Correcting Kullback-Leibler divergence for size of datasets

Question

We have the following implementation of KLD:

import numpy as np
import pandas as pd
from scipy.stats import entropy


def KL_divergence(a, b):
    hist_a = np.histogram(a, bins=100, range=(0,1.0))[0]
    hist_b = np.histogram(b, bins=100, range=(0,1.0))[0]
    hist_b = np.where(hist_b == 0.0, 1e-6, hist_b)
    return entropy(hist_a, hist_b)

Which takes two datasets (with range 0-1), discretizes them into 100 equal bins, and calculates KLD on the resulting dataset.

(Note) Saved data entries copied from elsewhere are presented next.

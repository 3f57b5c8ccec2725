//! Consumable counts, multiplier activation and cosmetic unlocks.
//!
//! Every operation either applies completely to the [`InventoryState`] it is
//! handed or returns an [`EconomyError`] without touching it.

use chrono::{DateTime, NaiveDate, Utc};
use serde::{Deserialize, Serialize};
use tracing::debug;

use crate::error::EconomyError;
use crate::model::{
    Consumable, Cosmetic, Habit, InventoryState, MultiplierTier, MultiplierWindow, BASE_HABIT_SLOTS,
    DEFAULT_FLAME_COLOR, DEFAULT_THEME,
};

/// Days restored by one recovery pass.
pub const RECOVERY_DAYS: u32 = 7;

#[derive(Debug, Clone, Copy, PartialEq, Eq, Serialize, Deserialize)]
pub struct InventoryConfig {
    #[serde(default = "default_base_slots")]
    pub base_habit_slots: u32,
    #[serde(default = "default_max_slots")]
    pub max_habit_slots: u32,
    /// Upper bound for any single consumable count.
    #[serde(default = "default_consumable_cap")]
    pub consumable_cap: u32,
}

fn default_base_slots() -> u32 {
    BASE_HABIT_SLOTS
}
fn default_max_slots() -> u32 {
    10
}
fn default_consumable_cap() -> u32 {
    99
}

impl Default for InventoryConfig {
    fn default() -> Self {
        Self {
            base_habit_slots: default_base_slots(),
            max_habit_slots: default_max_slots(),
            consumable_cap: default_consumable_cap(),
        }
    }
}

#[derive(Debug, Clone, Default)]
pub struct InventoryManager {
    config: InventoryConfig,
}

impl InventoryManager {
    pub fn new(config: InventoryConfig) -> Self {
        Self { config }
    }

    pub fn config(&self) -> &InventoryConfig {
        &self.config
    }

    /// Inventory for a user who has never bought anything.
    pub fn fresh_state(&self) -> InventoryState {
        InventoryState::with_slots(self.config.base_habit_slots)
    }

    /// Add `n` units of `kind`, refusing to exceed the consumable cap.
    pub fn add_consumable(&self, inventory: &mut InventoryState, kind: Consumable, n: u32) -> Result<u32, EconomyError> {
        let count = inventory.counts.count_mut(kind);
        let next = count.saturating_add(n);
        if next > self.config.consumable_cap {
            return Err(EconomyError::ConsumableCapReached {
                kind,
                max: self.config.consumable_cap,
            });
        }
        *count = next;
        Ok(next)
    }

    pub fn add_freeze(&self, inventory: &mut InventoryState, n: u32) -> Result<u32, EconomyError> {
        self.add_consumable(inventory, Consumable::StreakFreeze, n)
    }

    /// Spend one freeze if any are held.
    pub fn consume_freeze_if_available(&self, inventory: &mut InventoryState) -> bool {
        let freezes = &mut inventory.counts.streak_freezes;
        if *freezes == 0 {
            return false;
        }
        *freezes -= 1;
        debug!(remaining = *freezes, "streak freeze consumed");
        true
    }

    /// Start a multiplier window, replacing whatever window was running.
    pub fn activate_multiplier(
        &self,
        inventory: &mut InventoryState,
        now: DateTime<Utc>,
        hours: i64,
        strength: f64,
    ) -> MultiplierWindow {
        let window = MultiplierWindow::starting_at(now, hours, strength);
        inventory.counts.active_multiplier = Some(window);
        window
    }

    /// Spend one charge of `tier` and start its window.
    pub fn use_charge(
        &self,
        inventory: &mut InventoryState,
        tier: MultiplierTier,
        now: DateTime<Utc>,
    ) -> Result<MultiplierWindow, EconomyError> {
        let kind = Consumable::Multiplier(tier);
        take_one(inventory, kind)?;
        Ok(self.activate_multiplier(inventory, now, tier.hours(), tier.strength()))
    }

    /// Restore up to seven days of streak, never past the best streak.
    ///
    /// Refused when no pass is held or the habit is already done for `today`.
    pub fn use_streak_recovery(
        &self,
        inventory: &mut InventoryState,
        habit: &mut Habit,
        today: NaiveDate,
    ) -> Result<u32, EconomyError> {
        if inventory.counts.streak_recovery_passes == 0 {
            return Err(EconomyError::NoneLeft(Consumable::StreakRecovery));
        }
        if habit.completed_on(today) {
            return Err(EconomyError::AlreadyCompletedToday);
        }
        inventory.counts.streak_recovery_passes -= 1;
        habit.current_streak = habit
            .best_streak
            .min(habit.current_streak.saturating_add(RECOVERY_DAYS));
        Ok(habit.current_streak)
    }

    /// Spend one auto-complete pass. The caller then checks in every active habit.
    pub fn take_auto_complete_pass(&self, inventory: &mut InventoryState) -> Result<(), EconomyError> {
        take_one(inventory, Consumable::AutoCompletePass)
    }

    pub fn grant_habit_slot(&self, inventory: &mut InventoryState) -> Result<u32, EconomyError> {
        let slots = &mut inventory.counts.max_habit_slots;
        if *slots >= self.config.max_habit_slots {
            return Err(EconomyError::SlotCapReached {
                max: self.config.max_habit_slots,
            });
        }
        *slots += 1;
        Ok(*slots)
    }

    pub fn can_add_habit(&self, inventory: &InventoryState, habit_count: usize) -> bool {
        habit_count < inventory.counts.max_habit_slots as usize
    }

    /// Whether `cosmetic` is owned. Default color and theme are always owned.
    pub fn owns(&self, inventory: &InventoryState, cosmetic: &Cosmetic) -> bool {
        match cosmetic {
            Cosmetic::FlameColor(key) => key == DEFAULT_FLAME_COLOR || inventory.owned_flame_colors.contains(key),
            Cosmetic::Theme(key) => key == DEFAULT_THEME || inventory.owned_themes.contains(key),
            Cosmetic::Badge(key) => inventory.unlocked_badges.contains(key),
        }
    }

    /// Insert `cosmetic` into its ownership set. Returns false if it was already there.
    pub fn unlock_cosmetic(&self, inventory: &mut InventoryState, cosmetic: &Cosmetic) -> bool {
        let key = cosmetic.key().to_string();
        match cosmetic {
            Cosmetic::FlameColor(_) => inventory.owned_flame_colors.insert(key),
            Cosmetic::Theme(_) => inventory.owned_themes.insert(key),
            Cosmetic::Badge(_) => inventory.unlocked_badges.insert(key),
        }
    }
}

fn take_one(inventory: &mut InventoryState, kind: Consumable) -> Result<(), EconomyError> {
    let count = inventory.counts.count_mut(kind);
    if *count == 0 {
        return Err(EconomyError::NoneLeft(kind));
    }
    *count -= 1;
    Ok(())
}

In practice, this does not work at all, because this distance scales hugely with the size of the dataset (smaller dataset = larger distance). Here I wrote a simple script, that simulates many distributions of different sizes data (sizes 100, 1000, 10000), evaluates KLD, and plots each histogram. The "underlying probability" is an example distribution those datasets might follow.

import numpy as np
import pandas as pd
from scipy.stats import entropy
import matplotlib.pyplot as plt
%matplotlib inline


def KL_divergence(hist_a, hist_b):
    return entropy(hist_a, hist_b)

actual_bin_counts = np.array([7805,   436,   396,   456,   559,   809,  1139,  1928,  4618, 60948])
underlying_probability = actual_bin_counts / actual_bin_counts.sum()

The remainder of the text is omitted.